WHAT NEEDS TO BE DONE:
Copy out all the lines in the records that include the word "handles".
*** EXTRACTED INFORMATION Section Begins ***
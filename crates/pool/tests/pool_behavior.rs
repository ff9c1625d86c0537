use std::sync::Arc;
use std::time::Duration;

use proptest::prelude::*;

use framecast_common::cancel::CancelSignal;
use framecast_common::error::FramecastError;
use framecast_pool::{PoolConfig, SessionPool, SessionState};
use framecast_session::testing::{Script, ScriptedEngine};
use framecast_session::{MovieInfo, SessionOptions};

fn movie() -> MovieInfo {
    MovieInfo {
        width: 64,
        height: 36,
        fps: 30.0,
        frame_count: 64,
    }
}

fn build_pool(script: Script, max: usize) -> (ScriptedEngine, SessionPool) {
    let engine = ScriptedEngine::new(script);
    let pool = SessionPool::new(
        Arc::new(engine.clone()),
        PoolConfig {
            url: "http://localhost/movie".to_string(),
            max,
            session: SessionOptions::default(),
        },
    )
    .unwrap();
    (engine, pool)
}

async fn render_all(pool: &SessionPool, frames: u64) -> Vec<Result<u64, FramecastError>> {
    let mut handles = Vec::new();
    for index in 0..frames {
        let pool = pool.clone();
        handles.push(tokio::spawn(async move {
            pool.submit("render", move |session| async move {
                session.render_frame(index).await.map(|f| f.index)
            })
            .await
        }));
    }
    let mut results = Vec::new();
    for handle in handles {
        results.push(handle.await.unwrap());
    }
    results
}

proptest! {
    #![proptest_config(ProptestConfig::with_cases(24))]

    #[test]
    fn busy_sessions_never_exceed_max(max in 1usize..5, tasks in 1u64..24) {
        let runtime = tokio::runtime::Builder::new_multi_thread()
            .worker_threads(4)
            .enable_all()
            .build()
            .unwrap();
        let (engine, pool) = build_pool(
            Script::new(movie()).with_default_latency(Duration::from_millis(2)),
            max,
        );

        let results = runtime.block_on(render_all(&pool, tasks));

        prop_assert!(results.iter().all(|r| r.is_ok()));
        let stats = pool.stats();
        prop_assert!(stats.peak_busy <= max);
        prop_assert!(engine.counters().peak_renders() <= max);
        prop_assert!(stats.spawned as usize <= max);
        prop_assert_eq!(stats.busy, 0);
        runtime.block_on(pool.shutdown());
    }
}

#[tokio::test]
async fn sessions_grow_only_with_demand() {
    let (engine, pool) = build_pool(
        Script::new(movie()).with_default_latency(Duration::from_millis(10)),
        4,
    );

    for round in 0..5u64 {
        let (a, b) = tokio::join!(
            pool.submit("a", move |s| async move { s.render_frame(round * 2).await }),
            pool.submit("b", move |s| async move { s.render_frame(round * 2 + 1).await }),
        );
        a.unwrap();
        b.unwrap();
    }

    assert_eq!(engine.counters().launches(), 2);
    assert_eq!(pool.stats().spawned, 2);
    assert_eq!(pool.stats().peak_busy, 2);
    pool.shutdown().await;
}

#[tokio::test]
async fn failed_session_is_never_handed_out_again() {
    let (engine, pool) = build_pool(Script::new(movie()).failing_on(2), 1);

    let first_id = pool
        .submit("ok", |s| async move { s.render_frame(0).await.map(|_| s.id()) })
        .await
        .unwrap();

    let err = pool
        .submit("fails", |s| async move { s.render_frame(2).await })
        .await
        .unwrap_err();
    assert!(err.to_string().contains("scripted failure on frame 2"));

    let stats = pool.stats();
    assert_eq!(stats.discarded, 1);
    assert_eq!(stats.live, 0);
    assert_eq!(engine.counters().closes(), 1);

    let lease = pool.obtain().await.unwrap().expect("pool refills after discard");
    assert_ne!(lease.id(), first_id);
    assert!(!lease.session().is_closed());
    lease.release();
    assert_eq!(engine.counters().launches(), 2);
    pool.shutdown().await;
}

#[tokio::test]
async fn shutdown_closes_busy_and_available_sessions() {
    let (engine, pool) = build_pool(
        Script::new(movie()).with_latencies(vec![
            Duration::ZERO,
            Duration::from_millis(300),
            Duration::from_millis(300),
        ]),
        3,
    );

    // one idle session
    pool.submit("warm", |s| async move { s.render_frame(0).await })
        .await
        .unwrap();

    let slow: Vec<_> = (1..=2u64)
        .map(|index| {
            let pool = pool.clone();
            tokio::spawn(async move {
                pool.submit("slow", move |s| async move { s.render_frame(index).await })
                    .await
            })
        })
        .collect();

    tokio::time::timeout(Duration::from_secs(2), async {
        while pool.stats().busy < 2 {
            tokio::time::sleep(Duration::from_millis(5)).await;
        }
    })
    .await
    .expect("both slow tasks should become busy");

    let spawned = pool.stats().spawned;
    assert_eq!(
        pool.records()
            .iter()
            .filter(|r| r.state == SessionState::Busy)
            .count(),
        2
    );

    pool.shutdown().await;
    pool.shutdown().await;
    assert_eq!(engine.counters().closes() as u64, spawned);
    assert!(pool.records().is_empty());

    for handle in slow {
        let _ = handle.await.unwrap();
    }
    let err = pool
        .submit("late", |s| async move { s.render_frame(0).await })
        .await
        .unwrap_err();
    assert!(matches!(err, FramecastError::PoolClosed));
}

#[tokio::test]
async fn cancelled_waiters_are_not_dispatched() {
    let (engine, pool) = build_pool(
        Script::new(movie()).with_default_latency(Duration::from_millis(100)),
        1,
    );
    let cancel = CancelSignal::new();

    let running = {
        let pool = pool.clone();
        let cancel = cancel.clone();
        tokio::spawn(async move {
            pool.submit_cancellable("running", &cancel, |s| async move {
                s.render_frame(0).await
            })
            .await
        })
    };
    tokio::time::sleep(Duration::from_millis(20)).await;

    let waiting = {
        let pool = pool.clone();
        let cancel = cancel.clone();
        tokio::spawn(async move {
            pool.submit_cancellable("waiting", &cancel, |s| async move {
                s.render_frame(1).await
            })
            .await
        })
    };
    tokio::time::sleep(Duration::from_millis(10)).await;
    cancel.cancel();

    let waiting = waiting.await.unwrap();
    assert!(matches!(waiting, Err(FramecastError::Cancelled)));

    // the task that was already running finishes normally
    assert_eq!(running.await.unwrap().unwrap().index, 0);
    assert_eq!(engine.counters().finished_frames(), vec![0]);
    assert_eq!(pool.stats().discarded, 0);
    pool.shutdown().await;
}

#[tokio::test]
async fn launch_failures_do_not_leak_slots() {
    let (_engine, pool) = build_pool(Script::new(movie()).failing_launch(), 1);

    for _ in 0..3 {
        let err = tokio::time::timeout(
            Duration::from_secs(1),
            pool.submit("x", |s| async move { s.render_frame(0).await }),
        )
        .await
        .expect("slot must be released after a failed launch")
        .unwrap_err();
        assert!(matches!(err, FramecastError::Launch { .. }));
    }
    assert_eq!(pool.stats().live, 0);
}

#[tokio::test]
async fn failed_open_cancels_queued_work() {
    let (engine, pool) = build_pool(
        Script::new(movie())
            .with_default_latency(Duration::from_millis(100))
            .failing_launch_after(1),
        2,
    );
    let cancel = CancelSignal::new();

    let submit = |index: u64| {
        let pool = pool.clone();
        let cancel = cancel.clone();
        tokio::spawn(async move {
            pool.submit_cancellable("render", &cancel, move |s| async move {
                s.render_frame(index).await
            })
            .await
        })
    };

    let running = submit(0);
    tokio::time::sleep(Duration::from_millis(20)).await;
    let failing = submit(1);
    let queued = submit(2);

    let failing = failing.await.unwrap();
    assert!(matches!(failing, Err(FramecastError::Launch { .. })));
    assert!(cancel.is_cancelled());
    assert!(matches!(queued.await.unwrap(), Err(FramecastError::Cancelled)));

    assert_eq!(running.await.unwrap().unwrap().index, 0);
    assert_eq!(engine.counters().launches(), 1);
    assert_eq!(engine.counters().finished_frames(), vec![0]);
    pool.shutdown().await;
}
*** EXTRACTED INFORMATION Section Ends ***
*** EXTRACTED INFORMATION Section Begins ***
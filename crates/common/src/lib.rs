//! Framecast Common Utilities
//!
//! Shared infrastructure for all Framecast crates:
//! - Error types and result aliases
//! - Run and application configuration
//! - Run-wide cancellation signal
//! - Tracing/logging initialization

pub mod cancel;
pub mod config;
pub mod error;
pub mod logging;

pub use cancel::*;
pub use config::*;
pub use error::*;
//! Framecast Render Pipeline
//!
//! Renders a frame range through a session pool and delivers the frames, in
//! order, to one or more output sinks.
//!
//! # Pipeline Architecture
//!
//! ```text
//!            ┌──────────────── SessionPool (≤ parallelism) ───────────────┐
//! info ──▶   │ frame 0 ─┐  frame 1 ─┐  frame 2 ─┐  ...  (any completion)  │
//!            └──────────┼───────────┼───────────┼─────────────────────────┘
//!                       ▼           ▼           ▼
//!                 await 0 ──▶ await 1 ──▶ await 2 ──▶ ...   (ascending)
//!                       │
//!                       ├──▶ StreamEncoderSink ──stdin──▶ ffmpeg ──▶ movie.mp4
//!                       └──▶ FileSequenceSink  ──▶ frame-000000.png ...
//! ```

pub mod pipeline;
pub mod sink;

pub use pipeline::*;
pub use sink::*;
*** EXTRACTED INFORMATION Section Ends ***
*** EXTRACTED INFORMATION Section Begins ***
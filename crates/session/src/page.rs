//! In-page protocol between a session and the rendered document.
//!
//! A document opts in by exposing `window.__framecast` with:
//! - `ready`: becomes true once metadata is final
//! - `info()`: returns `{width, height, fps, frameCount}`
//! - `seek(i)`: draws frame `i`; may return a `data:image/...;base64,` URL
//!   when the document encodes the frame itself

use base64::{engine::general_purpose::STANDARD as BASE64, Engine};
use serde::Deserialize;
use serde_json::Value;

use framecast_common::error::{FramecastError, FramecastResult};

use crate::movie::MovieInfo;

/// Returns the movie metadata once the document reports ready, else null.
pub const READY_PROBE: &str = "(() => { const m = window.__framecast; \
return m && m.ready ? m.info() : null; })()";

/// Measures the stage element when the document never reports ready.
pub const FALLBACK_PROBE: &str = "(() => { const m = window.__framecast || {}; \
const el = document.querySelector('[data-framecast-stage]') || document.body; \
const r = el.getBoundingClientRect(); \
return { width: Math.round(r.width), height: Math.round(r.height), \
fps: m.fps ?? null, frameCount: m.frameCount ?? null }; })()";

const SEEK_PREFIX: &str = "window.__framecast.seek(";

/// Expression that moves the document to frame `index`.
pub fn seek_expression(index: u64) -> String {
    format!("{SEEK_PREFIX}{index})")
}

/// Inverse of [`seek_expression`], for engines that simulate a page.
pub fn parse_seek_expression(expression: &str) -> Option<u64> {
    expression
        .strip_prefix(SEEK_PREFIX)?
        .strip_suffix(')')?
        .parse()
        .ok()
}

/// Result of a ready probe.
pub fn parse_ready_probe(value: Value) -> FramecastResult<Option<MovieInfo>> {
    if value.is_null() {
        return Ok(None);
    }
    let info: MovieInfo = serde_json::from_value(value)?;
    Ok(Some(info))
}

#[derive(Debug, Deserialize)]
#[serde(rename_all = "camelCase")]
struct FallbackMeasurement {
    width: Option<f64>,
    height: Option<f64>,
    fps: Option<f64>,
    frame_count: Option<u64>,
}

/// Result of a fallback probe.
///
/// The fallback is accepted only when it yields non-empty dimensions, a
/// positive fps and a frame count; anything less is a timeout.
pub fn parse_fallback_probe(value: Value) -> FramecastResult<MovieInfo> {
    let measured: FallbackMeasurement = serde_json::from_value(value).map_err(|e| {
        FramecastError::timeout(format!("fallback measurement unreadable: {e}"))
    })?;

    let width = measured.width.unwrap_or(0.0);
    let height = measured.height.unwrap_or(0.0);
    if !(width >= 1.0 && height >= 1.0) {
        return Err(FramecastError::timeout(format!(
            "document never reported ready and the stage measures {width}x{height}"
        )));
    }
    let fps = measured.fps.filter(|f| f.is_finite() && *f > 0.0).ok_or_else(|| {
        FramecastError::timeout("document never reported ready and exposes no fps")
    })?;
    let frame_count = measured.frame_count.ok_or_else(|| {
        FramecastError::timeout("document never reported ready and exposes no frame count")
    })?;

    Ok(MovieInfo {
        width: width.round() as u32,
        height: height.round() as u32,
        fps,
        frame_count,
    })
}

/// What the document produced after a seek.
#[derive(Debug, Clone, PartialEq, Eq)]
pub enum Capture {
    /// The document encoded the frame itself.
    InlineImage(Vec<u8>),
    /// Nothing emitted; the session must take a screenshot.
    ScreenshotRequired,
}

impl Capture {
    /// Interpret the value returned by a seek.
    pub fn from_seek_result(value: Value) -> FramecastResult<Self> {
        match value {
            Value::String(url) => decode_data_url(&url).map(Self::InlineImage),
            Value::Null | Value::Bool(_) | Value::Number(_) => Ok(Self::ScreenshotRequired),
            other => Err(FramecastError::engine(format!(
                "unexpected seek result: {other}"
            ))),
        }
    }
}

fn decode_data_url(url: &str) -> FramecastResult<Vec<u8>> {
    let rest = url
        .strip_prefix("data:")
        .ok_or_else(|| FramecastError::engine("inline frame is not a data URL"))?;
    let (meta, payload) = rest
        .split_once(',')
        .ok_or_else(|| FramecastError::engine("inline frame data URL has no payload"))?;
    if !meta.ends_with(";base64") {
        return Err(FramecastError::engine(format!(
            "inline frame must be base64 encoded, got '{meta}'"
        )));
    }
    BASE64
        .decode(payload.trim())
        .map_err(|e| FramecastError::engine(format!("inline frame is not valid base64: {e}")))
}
*** EXTRACTED INFORMATION Section Ends ***
THE ANSWER:
    let mut handles = Vec::new();
        handles.push(tokio::spawn(async move {
    for handle in handles {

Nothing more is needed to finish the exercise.